There are unique ideas and then there are unique ideas well executed. One that fits (literally) that bill is O.I., which imagines what might happen if someone had an actual Original Idea. It might be too much for a person’s brain to handle. It’s both messy and funny. Regulationis a scary one, examining what would happen if “happiness patches” are invented (and forced on those who are considered troublesome). It makes us ask what we would do in such a situation.

If a film can surprise me, or is particularly strange, I think it should be seen. Makr deals with the reality of evil confronting someone who doesn’t really believe in it, here from an Arabic perspective. It reminds me of a more spare Under the Shadow. Artem Silendi does a lot with a little, taking place entirely during a single meal in the dining room of a convent, showing us the pettiness of human beings, even if they’re dressed in religious habits!

The Ferris Wheel (La Noria) is an impressive piece of adult animation, frightening but, in the end, hopeful. Maybe the strangest and funniest one I saw this year was Making Friends(although Two Puddlesis in competition for strange though compelling), about one man’s dangerous delusions. Men of Visionis one of the few that made me laugh out loud, questioning the limits of our ability to look into the future of invention and need.

Two short documentaries made a particular impression on me: The Burley Farmer and Project Mosul(playing in the same block). The first deals with the slowly disappearing connections with the earth and home. I think Wendell Berry would applaud the family who is the film’s subject. Project Mosul is about a company who has developed open-source software capable of recreating ancient works of art, beginning with the Mosul Museum. When ISIS destroyed ancient art, the software makers are able to use the many photographs taken of the pieces to create a digital and VR museum of those lost pieces. The possible uses for such technology seem endless.

Of course I like all the films in the three blocks of short films that I am programming this year. But four stand out in particular. Royaexplores Iranian-American culture through the lens of a mother-daughter relationship. The stress inherent in that relationship actually strengthens them both against critical assumptions and expectations about what is “appropriate” within the culture. Shadow Cutis a subtle and poetic Australian film highlighting the innocence of youth. #nofilter, among other films I’ve seen recently, explores the difficulties of relationships in a social media world. And, finally, another empathetic film (like Fitting) is The Astronaut (El Astronauta), in this case dealing with dementia. Really, all the films in that block (“Older, Not Shorter”) deal with similar challenges.

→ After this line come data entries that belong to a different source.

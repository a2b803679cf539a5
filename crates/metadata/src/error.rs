//! Metadata store error types.

use lookout_core::ResourceUser;
use thiserror::Error;

/// Metadata store operation errors.
#[derive(Debug, Error)]
pub enum MetadataError {
    #[error("not found: {0}")]
    NotFound(String),

    #[error("already exists: {0}")]
    AlreadyExists(String),

    /// A concurrent writer or collector won a race; re-run the whole operation.
    #[error("conflict, retry the operation: {0}")]
    RetryableConflict(String),

    /// The entity recording a usage edge no longer exists.
    #[error("user disappeared: {0}")]
    UserDisappeared(ResourceUser),

    #[error("base resource type not found: {0}")]
    BaseResourceTypeNotFound(String),

    #[error("database error: {0}")]
    Database(#[from] sqlx::Error),

    #[error("configuration error: {0}")]
    Config(String),

    #[error("serialization error: {0}")]
    Serialization(String),

    #[error("internal error: {0}")]
    Internal(String),
}

impl MetadataError {
    /// Whether the failed operation should be re-run from the start.
    pub fn is_retryable(&self) -> bool {
        matches!(self, Self::RetryableConflict(_))
    }
}

impl From<serde_json::Error> for MetadataError {
    fn from(e: serde_json::Error) -> Self {
        Self::Serialization(e.to_string())
    }
}

impl From<lookout_core::Error> for MetadataError {
    fn from(e: lookout_core::Error) -> Self {
        Self::Serialization(e.to_string())
    }
}

/// Result type for metadata operations.
pub type MetadataResult<T> = std::result::Result<T, MetadataError>;

#[cfg(test)]
mod tests {
    use super::*;

    #[test]
    fn test_only_conflicts_are_retryable() {
        assert!(MetadataError::RetryableConflict("race".to_string()).is_retryable());
        assert!(!MetadataError::UserDisappeared(ResourceUser::Build(1)).is_retryable());
        assert!(!MetadataError::BaseResourceTypeNotFound("git".to_string()).is_retryable());
        assert!(!MetadataError::NotFound("x".to_string()).is_retryable());
    }

    #[test]
    fn test_user_disappeared_message() {
        let err = MetadataError::UserDisappeared(ResourceUser::Resource(42));
        assert_eq!(err.to_string(), "user disappeared: resource 42");
    }
}
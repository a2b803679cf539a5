//! Periodic driver: one check loop per active resource of a pipeline.

use crate::clock::Clock;
use crate::error::ScanError;
use crate::scanner::ResourceScanner;
use std::collections::HashMap;
use std::sync::Arc;
use std::time::Duration;
use tokio::task::JoinHandle;
use tokio_util::sync::CancellationToken;

struct ScanLoop {
    stop: CancellationToken,
    handle: JoinHandle<()>,
}

/// Keeps a [`ResourceScanner::run`] loop going for every active resource.
///
/// Build the scanner with
/// [`with_cancellation`](ResourceScanner::with_cancellation) using the token
/// later passed to [`run`](Self::run) so in-flight checks see it too.
pub struct Radar {
    scanner: Arc<ResourceScanner>,
    clock: Arc<dyn Clock>,
    sync_interval: Duration,
}

impl Radar {
    pub fn new(scanner: Arc<ResourceScanner>, clock: Arc<dyn Clock>, sync_interval: Duration) -> Self {
        Self {
            scanner,
            clock,
            sync_interval,
        }
    }

    /// Run until `cancel` fires, then stop every loop and wait for them.
    pub async fn run(&self, cancel: CancellationToken) {
        let mut loops: HashMap<String, ScanLoop> = HashMap::new();

        loop {
            self.sync(&mut loops, &cancel).await;

            tokio::select! {
                _ = cancel.cancelled() => break,
                _ = self.clock.sleep(self.sync_interval) => {}
            }
        }

        for (_, scan_loop) in loops.drain() {
            scan_loop.stop.cancel();
            if let Err(err) = scan_loop.handle.await {
                tracing::error!(error = %err, "scan loop panicked");
            }
        }
        tracing::info!(pipeline = self.scanner.pipeline().pipeline_name(), "radar stopped");
    }

    async fn sync(&self, loops: &mut HashMap<String, ScanLoop>, cancel: &CancellationToken) {
        let names = match self.scanner.pipeline().resource_names().await {
            Ok(names) => names,
            Err(err) => {
                tracing::warn!(error = %err, "failed to list resources");
                return;
            }
        };

        let stale: Vec<String> = loops
            .iter()
            .filter(|(name, scan_loop)| !names.contains(name) || scan_loop.handle.is_finished())
            .map(|(name, _)| name.clone())
            .collect();
        for name in stale {
            let Some(scan_loop) = loops.remove(&name) else {
                continue;
            };
            scan_loop.stop.cancel();
            // A running loop exits at its next wait; only finished ones are joined.
            if scan_loop.handle.is_finished() {
                if let Err(err) = scan_loop.handle.await {
                    tracing::error!(resource = %name, error = %err, "scan loop panicked");
                }
            }
        }

        for name in names {
            if loops.contains_key(&name) {
                continue;
            }
            tracing::debug!(resource = %name, "starting scan loop");
            let stop = cancel.child_token();
            let handle = tokio::spawn(scan_loop(
                self.scanner.clone(),
                self.clock.clone(),
                name.clone(),
                stop.clone(),
            ));
            loops.insert(name, ScanLoop { stop, handle });
        }
    }
}

async fn scan_loop(
    scanner: Arc<ResourceScanner>,
    clock: Arc<dyn Clock>,
    name: String,
    stop: CancellationToken,
) {
    loop {
        let (interval, result) = scanner.run(&name).await;
        match result {
            Ok(()) => {}
            Err(ScanError::FailedToAcquireLock) => {
                tracing::debug!(resource = %name, "resource is being checked elsewhere");
            }
            Err(ScanError::ResourceNotFound(_)) => {
                tracing::info!(resource = %name, "resource disappeared, stopping scan loop");
                return;
            }
            Err(err) => {
                tracing::warn!(resource = %name, error = %err, "check failed");
            }
        }

        tokio::select! {
            _ = stop.cancelled() => return,
            _ = clock.sleep(interval) => {}
        }
    }
}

Without taking anything away from all the other great films (including films we couldn’t find a place for, though we liked them), these are the ones that made an impact on me. If you’re in Orange County or Southern California this week, come and check out some of the short film blocks, as well as the features.

As an additional note, I would highly recommend Parallel Love, which is a documentary about the band Luxury. If you have any connection with ’90s, so-called “Christian Rock” bands like The Prayer Chain, Stavesacre, or any Tooth and Nail band from that era—or even if you don’t and have no idea what I’m talking about—you should check out this doc. It could have been just another music, rise-and-fall doc, but a car accident and the Orthodox priesthood set this one apart (as well as the storytelling and the music, obviously). Luxury is a band with which I had—unfortunately for me—been largely unfamiliar. This film rectified that for me.